Die Behörden in Hongkong haben Haftbefehle und Kopfgelder für 19 im Ausland lebende pro-demokratische Aktivisten ausgestellt, denen sie Subversion und Beteiligung am inoffiziellen 'Hongkonger Parlament' vorwerfen.
Dieser Schritt hat starke Verurteilungen aus dem Vereinigten Königreich, den USA, Kanada und Australien hervorgerufen, die Hongkong und Peking der transnationalen Unterdrückung und der Untergrabung internationaler Rechtsnormen beschuldigen.

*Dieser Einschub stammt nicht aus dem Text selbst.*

impl Group {
    pub fn new() -> Self {
        Self::default()
    }

    pub fn transform(&self) -> Option<&ObjectPtr> {
        self.transform.as_ref()
    }

    /// Set or clear the transform. Only transforms are accepted.
    pub fn set_transform(&mut self, transform: Option<ObjectPtr>) -> Result<()> {
        if let Some(t) = &transform {
            let guard = t.read();
            if guard.as_transform().is_none() {
                return Err(Error::type_mismatch("Transform", guard.type_name()));
            }
        }
        self.transform = transform;
        Ok(())
    }

    /// Local transform at `time`; identity without a transform.
    pub fn transform_matrix(&self, time: f32) -> Mat4 {
        self.transform
            .as_ref()
            .and_then(|t| super::transform_matrix(t, time))
            .unwrap_or(Mat4::IDENTITY)
    }

    /// Transform from this group's space to the root's space.
    pub fn global_transform_matrix(&self, time: f32) -> Mat4 {
        let local = self.transform_matrix(time);
        let Some(parent) = self.parent() else {
            return local;
        };
        let global = parent
            .downcast_ref::<Group>()
            .map_or(local, |p| p.global_transform_matrix(time) * local);
        global
    }

    pub fn state(&self) -> &[ObjectPtr] {
        &self.state
    }

    /// Append a state renderable. Transforms belong in [`Group::set_transform`].
    pub fn add_state(&mut self, state: ObjectPtr) -> Result<()> {
        {
            let guard = state.read();
            if guard.as_transform().is_some() {
                return Err(Error::argument("Transforms cannot be added as state."));
            }
            if guard.as_state_renderable().is_none() {
                return Err(Error::type_mismatch("StateRenderable", guard.type_name()));
            }
        }
        self.state.push(state);
        Ok(())
    }

    pub fn remove_state(&mut self, state: &ObjectPtr) -> Result<()> {
        let index = self
            .state
            .iter()
            .position(|s| s.ptr_eq(state))
            .ok_or_else(|| Error::argument("State not present in Group."))?;
        self.state.remove(index);
        Ok(())
    }

    pub fn clear_state(&mut self) {
        self.state.clear();
    }

    /// Attribute value from the nearest state, searching later state first
    /// and then the parents.
    pub fn get_attribute(&self, name: &str) -> Option<ObjectPtr> {
        for state in self.state.iter().rev() {
            if let Some(attributes) = state.downcast_ref::<AttributeState>() {
                if let Some(value) = attributes.get(name) {
                    return Some(value.clone());
                }
            }
        }
        let parent = self.parent()?;
        let group = parent.downcast_ref::<Group>()?;
        group.get_attribute(name)
    }

    /// Store a copy of `value` in this group's attribute state, creating the
    /// state when needed.
    pub fn set_attribute(&mut self, name: &str, value: &ObjectPtr) -> Result<()> {
        let value = value.copy()?;
        let mut target = None;
        for state in &self.state {
            if let Some(attributes) = state.downcast_ref::<AttributeState>() {
                let found = attributes.get(name).is_some();
                target = Some(state.clone());
                if found {
                    break;
                }
            }
        }

        let target = match target {
            Some(t) => t,
            None => {
                let state = ObjectPtr::new(AttributeState::new());
                self.add_state(state.clone())?;
                state
            }
        };
        let mut attributes = target
            .downcast_mut::<AttributeState>()
            .ok_or_else(|| Error::other("attribute state changed type"))?;
        attributes.set(name, value);
        Ok(())
    }

    pub fn children(&self) -> &[ObjectPtr] {
        &self.children
    }

    pub fn parent(&self) -> Option<ObjectPtr> {
        self.parent.upgrade()
    }

    /// Append `child` to `group`, first removing it from any previous parent.
    pub fn add_child(group: &ObjectPtr, child: ObjectPtr) -> Result<()> {
        expect_group(group)?;
        {
            let guard = child.read();
            if guard.as_visible_renderable().is_none() {
                return Err(Error::type_mismatch("VisibleRenderable", guard.type_name()));
            }
        }
        if Self::is_self_or_ancestor(&child, group) {
            return Err(Error::argument("Cannot add a Group to itself or its descendants."));
        }

        let old_parent = child.downcast_ref::<Group>().and_then(|g| g.parent());
        if let Some(old) = old_parent {
            Self::remove_child(&old, &child)?;
        }

        if let Some(mut g) = group.downcast_mut::<Group>() {
            g.children.push(child.clone());
        }
        if let Some(mut c) = child.downcast_mut::<Group>() {
            c.parent = group.downgrade();
        }
        Ok(())
    }

    /// Remove `child` from `group`, failing with [`Error::NotAChild`] if it is
    /// not one of its children.
    pub fn remove_child(group: &ObjectPtr, child: &ObjectPtr) -> Result<()> {
        expect_group(group)?;
        {
            let mut g = group
                .downcast_mut::<Group>()
                .ok_or_else(|| Error::type_mismatch(GROUP.name, "Object"))?;
            let index = g
                .children
                .iter()
                .position(|c| c.ptr_eq(child))
                .ok_or(Error::NotAChild)?;
            g.children.remove(index);
        }
        if let Some(mut c) = child.downcast_mut::<Group>() {
            c.parent = WeakObjectPtr::new();
        }
        Ok(())
    }

    /// Remove every child, clearing their parent links.
    pub fn clear_children(group: &ObjectPtr) -> Result<()> {
        expect_group(group)?;
        let children = match group.downcast_mut::<Group>() {
            Some(mut g) => std::mem::take(&mut g.children),
            None => Vec::new(),
        };
        for child in &children {
            if let Some(mut c) = child.downcast_mut::<Group>() {
                c.parent = WeakObjectPtr::new();
            }
        }
        Ok(())
    }

    // True when `candidate` is `group` or one of its ancestors.
    fn is_self_or_ancestor(candidate: &ObjectPtr, group: &ObjectPtr) -> bool {
        let mut current = Some(group.clone());
        while let Some(g) = current {
            if g.ptr_eq(candidate) {
                return true;
            }
            current = g.downcast_ref::<Group>().and_then(|g| g.parent());
        }
        false
    }

    fn render_state(&self, renderer: &mut dyn Renderer) -> Result<()> {
        for state in &self.state {
            super::render(state, renderer)?;
        }
        Ok(())
    }

    fn render_children(&self, renderer: &mut dyn Renderer) -> Result<()> {
        for child in &self.children {
            super::render(child, renderer)?;
        }
        Ok(())
    }

    /// Render optionally without the enclosing attribute scope.
    pub fn render_in(&self, renderer: &mut dyn Renderer, in_attribute_block: bool) -> Result<()> {
        let mut scope = AttributeBlock::conditional(renderer, in_attribute_block)?;
        if let Some(t) = &self.transform {
            super::render(t, &mut *scope)?;
        }
        self.render_state(&mut *scope)?;
        self.render_children(&mut *scope)?;
        scope.end()
    }
}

Die Aktivisten, von denen viele Bürger oder Einwohner westlicher Länder sind, stehen nun vor erheblichen persönlichen Risiken, da Hongkong Geldprämien für Informationen anbietet, die zu ihrer Festnahme führen. Kritiker argumentieren, dass diese Maßnahmen die Meinungs- und Versammlungsfreiheit bedrohen und eine Eskalation in Chinas Bemühungen darstellen, Dissens über seine Grenzen hinweg zum Schweigen zu bringen.
Die Kontroverse hat die diplomatischen Beziehungen zwischen Hongkong, China und mehreren westlichen Nationen weiter belastet.